(Problem to solve) In the records below, find each line containing the word "TipsetKey" and copy it.
::::::
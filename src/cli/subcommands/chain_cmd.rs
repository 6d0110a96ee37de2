// Copyright 2019-2026 ChainSafe Systems
// SPDX-License-Identifier: Apache-2.0, MIT

use std::sync::Arc;
use std::time::Duration;

use anyhow::Context as _;
use cid::Cid;
use clap::Subcommand;
use futures::StreamExt as _;
use itertools::Itertools as _;

use super::print_pretty_lotus_json;
use crate::blocks::TipsetKey;
use crate::cli_shared::{cli::Config, open_chain_store};
use crate::lotus_json::HasLotusJson as _;

#[derive(Debug, Subcommand)]
pub enum ChainCommands {
    /// Prints out the CIDs of the current head tipset
    Head,

    /// Prints every tipset from the head back to genesis, one per line
    Ls {
        /// Seconds to wait for each parent block, defaults to
        /// `chain_store.fetch_timeout`
        #[arg(long)]
        timeout: Option<u64>,
    },

    /// Manually set the head to the tipset made of the given blocks, which
    /// must already be stored
    SetHead {
        #[arg(num_args = 1.., required = true)]
        cids: Vec<Cid>,
    },

    /// Retrieves and prints out the block specified by the given CID
    Block { cid: Cid },
}

impl ChainCommands {
    pub async fn run(self, config: &Config) -> anyhow::Result<()> {
        let cs = open_chain_store(config)?;
        match self {
            Self::Head => {
                let cids = cs.head()?.iter().map(Cid::to_string).collect_vec();
                println!("{}", serde_json::to_string(&cids)?);
                Ok(())
            }
            Self::Ls { timeout } => {
                let mut tipsets =
                    cs.ls_from(cs.heaviest_tipset()?, timeout.map(Duration::from_secs));
                while let Some(tipset) = tipsets.next().await {
                    let tipset = Arc::unwrap_or_clone(tipset?);
                    println!("{}", tipset.into_lotus_json_string()?);
                }
                Ok(())
            }
            Self::SetHead { cids } => {
                let tipset = cs.get_tipset(&TipsetKey::from_iter(cids))?;
                cs.set_head(tipset)?;
                Ok(())
            }
            Self::Block { cid } => {
                let block = cs
                    .get_block(&cid)?
                    .with_context(|| format!("block {cid} not found"))?;
                print_pretty_lotus_json(block)
            }
        }
    }
}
::::::
(Written answer)
use crate::blocks::TipsetKey;
                let tipset = cs.get_tipset(&TipsetKey::from_iter(cids))?;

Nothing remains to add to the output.